Eventually, after many random delays (including a stop at the local hot dog stand), the head of the Kuran clan stumbled into the bank. Well, stumbled is too mild of a word. Actually, he was tripped – by an angry-looking little girl (about five years old), who was wearing an 'I Heart Zero' T-shirt and pointing at random people with a toy gun, shouting "PEW PEW PEW!"
And so an irritated Kaname stood in line to talk to one of the bank tellers, munching on his chili cheese dog. He'd spilled some of the stuff on the marble floor as he had fallen a few seconds before, but was sure that no one would notice.
"'Ere ya' go, 'arry," mumbled some giant dude as he walked through the big, heavy doors. Not literally through, pfft. He opened them first. Behind him followed a sort-of-scrawny kid with taped-up glasses.
"This is amazing!" exclaimed the child. As he looked up at the vaulted ceiling, he took a few steps forward… right onto some spilled chili cheese dog. The uncoordinated kid slipped, his skull making a loud CRACK as he smacked the stone floor. Hard. The general crowd rushed over to the fallen pre-teen, several of them jabbering away on cell phones – probably summoning every ambulance in the hospital.
"'E'S NO' BREATHIN'!" exclaimed the giant oaf who has led the unfortunate kid into the bank. The crowd freaked out even more.

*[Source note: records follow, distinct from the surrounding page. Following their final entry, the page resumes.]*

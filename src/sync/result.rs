// SyncResult: the entire observable outcome of one reconciliation pass

use chrono::{DateTime, Utc};
use serde::{Deserialize, Serialize};

use super::error::{ErrorKind, SyncError};

#[derive(Debug, Clone, PartialEq, Eq, Serialize, Deserialize)]
pub struct ItemError {
    pub sku: String,
    pub kind: ErrorKind,
    pub message: String,
}

impl ItemError {
    pub fn new(sku: impl Into<String>, err: &SyncError) -> Self {
        Self {
            sku: sku.into(),
            kind: err.kind(),
            message: err.to_string(),
        }
    }
}

/// Per-run counters, filled in while the plan is applied.
#[derive(Debug, Clone, Default, PartialEq, Eq)]
pub struct SyncCounts {
    pub fetched: usize,
    pub created: usize,
    pub updated: usize,
    pub unchanged: usize,
    pub deactivated: usize,
}

#[derive(Debug, Clone, PartialEq, Serialize, Deserialize)]
pub struct SyncResult {
    pub success: bool,
    #[serde(default, skip_serializing_if = "Option::is_none")]
    pub error: Option<String>,
    #[serde(default, skip_serializing_if = "Option::is_none")]
    pub error_kind: Option<ErrorKind>,
    #[serde(default)]
    pub dry_run: bool,
    #[serde(default)]
    pub fetched: usize,
    #[serde(default)]
    pub created: usize,
    #[serde(default)]
    pub updated: usize,
    #[serde(default)]
    pub unchanged: usize,
    #[serde(default)]
    pub deactivated: usize,
    #[serde(default)]
    pub failed: usize,
    #[serde(default, skip_serializing_if = "Vec::is_empty")]
    pub item_errors: Vec<ItemError>,
    pub started_at: DateTime<Utc>,
    #[serde(default)]
    pub duration_ms: u64,
}

impl SyncResult {
    /// Build the result of a pass that reached the end. Any item error turns the
    /// whole run into a failure with a summary message.
    pub fn completed(
        counts: SyncCounts,
        item_errors: Vec<ItemError>,
        dry_run: bool,
        started_at: DateTime<Utc>,
    ) -> Self {
        let failed = item_errors.len();
        let (error, error_kind) = match item_errors.first() {
            None => (None, None),
            Some(first) => {
                let total = counts.fetched.max(failed);
                (
                    Some(format!(
                        "{failed} of {total} catalog items failed; first: {} ({})",
                        first.sku, first.message
                    )),
                    Some(first.kind),
                )
            }
        };
        Self {
            success: error.is_none(),
            error,
            error_kind,
            dry_run,
            fetched: counts.fetched,
            created: counts.created,
            updated: counts.updated,
            unchanged: counts.unchanged,
            deactivated: counts.deactivated,
            failed,
            item_errors,
            started_at,
            duration_ms: elapsed_ms(started_at),
        }
    }

    /// Result of a pass aborted before any write was attempted.
    pub fn aborted(err: &SyncError, fetched: usize, dry_run: bool, started_at: DateTime<Utc>) -> Self {
        Self {
            success: false,
            error: Some(err.to_string()),
            error_kind: Some(err.kind()),
            dry_run,
            fetched,
            created: 0,
            updated: 0,
            unchanged: 0,
            deactivated: 0,
            failed: 0,
            item_errors: Vec::new(),
            started_at,
            duration_ms: elapsed_ms(started_at),
        }
    }

    pub fn failure(err: &SyncError) -> Self {
        Self::aborted(err, 0, false, Utc::now())
    }

    /// Records written (or that would be written, in a dry run).
    pub fn changed(&self) -> usize {
        self.created + self.updated + self.deactivated
    }
}

fn elapsed_ms(started_at: DateTime<Utc>) -> u64 {
    (Utc::now() - started_at).num_milliseconds().max(0) as u64
}

#[cfg(test)]
mod tests {
    use super::*;

    #[test]
    fn clean_run_serializes_without_error_fields() {
        let counts = SyncCounts {
            fetched: 3,
            created: 2,
            unchanged: 1,
            ..Default::default()
        };
        let result = SyncResult::completed(counts, Vec::new(), false, Utc::now());
        let v = serde_json::to_value(&result).unwrap();

        assert_eq!(v["success"], true);
        assert!(v.get("error").is_none());
        assert!(v.get("error_kind").is_none());
        assert!(v.get("item_errors").is_none());
        assert_eq!(v["created"], 2);
        assert_eq!(result.changed(), 2);
    }

    #[test]
    fn item_errors_fail_the_run_with_summary() {
        let counts = SyncCounts {
            fetched: 4,
            created: 3,
            ..Default::default()
        };
        let errs = vec![ItemError::new(
            "SKU-9",
            &SyncError::Persistence("record rejected".into()),
        )];
        let result = SyncResult::completed(counts, errs, false, Utc::now());

        assert!(!result.success);
        assert_eq!(result.failed, 1);
        assert_eq!(result.error_kind, Some(ErrorKind::Persistence));
        let msg = result.error.unwrap();
        assert!(msg.starts_with("1 of 4 catalog items failed"), "{msg}");
        assert!(msg.contains("SKU-9"));
    }

    #[test]
    fn failure_shape_round_trips_through_json() {
        let result = SyncResult::failure(&SyncError::Transport("connection refused".into()));
        let raw = serde_json::to_string(&result).unwrap();
        let back: SyncResult = serde_json::from_str(&raw).unwrap();

        assert!(!back.success);
        assert_eq!(back.error_kind, Some(ErrorKind::Transport));
        assert!(back.error.unwrap().contains("connection refused"));
    }
}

Kaname shrugged, and finished up his chili cheese dog before walking forward to the bank teller. All the lines were gone now, since all the people were crowded around the deceased boy, weeping and screaming.
'Suckers,' he thought.
The bank teller smiled blandly at the vampire, as if she was bored to death while someone was actually lying dead a few feet away. "Can I help you, sir?" she asked, like it was the stupidest question in the world.
"Yes, I'd like to exchange some foreign money into more… local currency," Kaname replied, a smirk spreading across his face.
"Ah. Okay, please place the desired exchange money on the counter," the girl sighed, bangs hanging over her eyes. She looked and acted a bit like Rima… you know, if Rima was blonde and had long hair and wasn't the least bit interested when someone died.
The vampire took the 20,000 LIRA note out of his pocket, and set it down on the marble countertop. "Here you are."
With a slight smile, the bored bank teller took the Turkish money, and put three pennies on the counter. "Have a nice day."
Kaname blinked. "Um, what?"
"May I help you, sir?"
"… that was 20,000 LIRA I just handed you."
"I know," was the exasperated reply.
"Well, TWENTY-THOUSAND LIRA is worth a bit more than three cents…" he frowned.
"Yes, New Turkish Lira is close in value to the U.S. dollar. However, this," she held up the 20,000 lira bill, "is Old Turkish Lira – thereby practically worthless."
Kaname raised an eyebrow. "Oh, really?"
The girl stared back with an unamused expression. "Yeah. Really."
Suddenly, paramedics stormed into the bank, and as they opened the door, a snow-white owl swooped in and dropped a scroll of parchment on the vampire's head. Annoyed, he picked it up and opened it.
It read: 'No, really?'
-x-
Yeah… Kaname killed Harry Potter with a chili cheese dog.